By using LUN clones, the thinly provisioned boot LUNs allow each bootable LUN clone to be unique and writable, and yet share blocks from the original LUN. "It isn't uncommon that hundreds of LUN clones get created from a single original LUN," says Klem.
|Advantages of a SAN boot architecture|
Rapid client provisioning and repurposing. By separating a
server and the boot medium, a server can be assigned to a different boot volume by remapping it from one boot LUN to another. Various boot LUNs are identified by assigned world wide port name (WWPN) for Fibre Channel and an iSCSI qualified name (IQN) for iSCSI.
Scalable and flexible. SAN booting enables scaling horizontally by simply adding servers or server blades and boot images on the back-end storage. Moreover, servers can be mapped easily from one boot LUN to another one by remapping the boot LUN assignment.
RAID protection for boot images. Because the boot LUNs reside on enterprise storage, they inherently have the RAID protection of the array. Boot LUNs eliminate having a pair of mirrored disks in each server.

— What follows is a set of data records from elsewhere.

//! # RemoteCtl Client Library
//!
//! The client half of RemoteCtl: dial a daemon over TLS, authenticate, then
//! run shell commands and move files through the same connection.
//!
//! ## Example
//!
//! ```rust,no_run
//! use std::path::Path;
//!
//! use client::{tls, ClientDriver};
//!
//! #[tokio::main]
//! async fn main() -> anyhow::Result<()> {
//!     let connector = tls::load_connector(Path::new("daemon-cert.pem"))?;
//!     let mut driver = ClientDriver::connect("127.0.0.1:9999", "localhost", &connector).await?;
//!
//!     if driver.authenticate("alice", "secret").await? {
//!         println!("{:?}", driver.execute_command("uname -a").await?);
//!         driver.upload_file(Path::new("notes.txt")).await?;
//!     }
//!
//!     driver.disconnect().await?;
//!     Ok(())
//! }
//! ```

pub mod driver;
pub mod error;
pub mod repl;
pub mod tls;

// Re-export protocol for convenience
pub use protocol;

pub use driver::{ClientDriver, Download, DEFAULT_CONNECT_TIMEOUT};
pub use error::{ClientError, Result};
pub use repl::{parse_line, ReplCommand};
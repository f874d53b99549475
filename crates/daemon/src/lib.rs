//! # RemoteCtl Daemon Library
//!
//! This crate provides the server side of RemoteCtl: authenticated remote
//! command execution and file transfer over TLS.
//!
//! ## Overview
//!
//! - **Sessions**: one task per TLS connection running the line protocol
//! - **Command execution**: each command runs in a fresh host shell
//! - **File transfer**: uploads and downloads rooted in one storage directory
//! - **Authentication**: a pluggable [`Authenticator`], backed by a JSON
//!   credential store in the daemon binary
//! - **Control socket**: local status, session listing and shutdown
//!
//! ## Architecture
//!
//! ```text
//! ┌──────────────────────────────────────────────────────────────┐
//! │                     Daemon Orchestrator                      │
//! ├──────────────────────────────────────────────────────────────┤
//! │  ┌──────────────┐   accept + TLS    ┌─────────────────────┐  │
//! │  │   Listener   │ ───────────────▶  │  Session (per task) │  │
//! │  └──────────────┘                   └──────────┬──────────┘  │
//! │         │ register / cancel                    │             │
//! │  ┌──────▼───────┐   ┌──────────────┐  ┌────────▼─────────┐   │
//! │  │   Session    │   │   Command    │  │  File Transfer   │   │
//! │  │   Registry   │   │   Executor   │  │     Engine       │   │
//! │  └──────────────┘   └──────────────┘  └──────────────────┘   │
//! │         ▲                                                    │
//! │  ┌──────┴───────┐                                            │
//! │  │ IPC (status) │                                            │
//! │  └──────────────┘                                            │
//! └──────────────────────────────────────────────────────────────┘
//! ```
//!
//! ## Quick Start
//!
//! ```rust,no_run
//! use daemon::{Config, DaemonOrchestrator};
//!
//! #[tokio::main]
//! async fn main() -> anyhow::Result<()> {
//!     let config = Config::load(daemon::config::default_config_path())?;
//!
//!     let mut orchestrator = DaemonOrchestrator::new(config)?;
//!     orchestrator.start().await?;
//!
//!     tokio::signal::ctrl_c().await?;
//!
//!     orchestrator.stop().await?;
//!     Ok(())
//! }
//! ```

pub mod auth;
pub mod config;
pub mod executor;
#[cfg(unix)]
pub mod ipc;
pub mod listener;
pub mod orchestrator;
pub mod session;
pub mod tls;
pub mod transfer;

// Re-export protocol for convenience
pub use protocol;

pub use auth::{Authenticator, CredentialStore};
pub use config::Config;
pub use executor::{CommandExecutor, ExecError};
pub use listener::Listener;
pub use orchestrator::{DaemonOrchestrator, OrchestratorState};
pub use session::{
    Session, SessionContext, SessionHandle, SessionId, SessionInfo, SessionRegistry,
    SessionState,
};
pub use tls::TlsError;
pub use transfer::{FileTransferEngine, TransferError, TransferOutcome};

Boot images can be spread across multiple spindles. Performance can be adjusted up or down, depending on the number of spindles assigned to the boot images. Local boot disks are typically limited to a pair of mirrored drives.
Inherent backups. Because the boot LUNs reside on enterprise storage, they're automatically backed up as part of the array backup, eliminating the need to back up each individual server.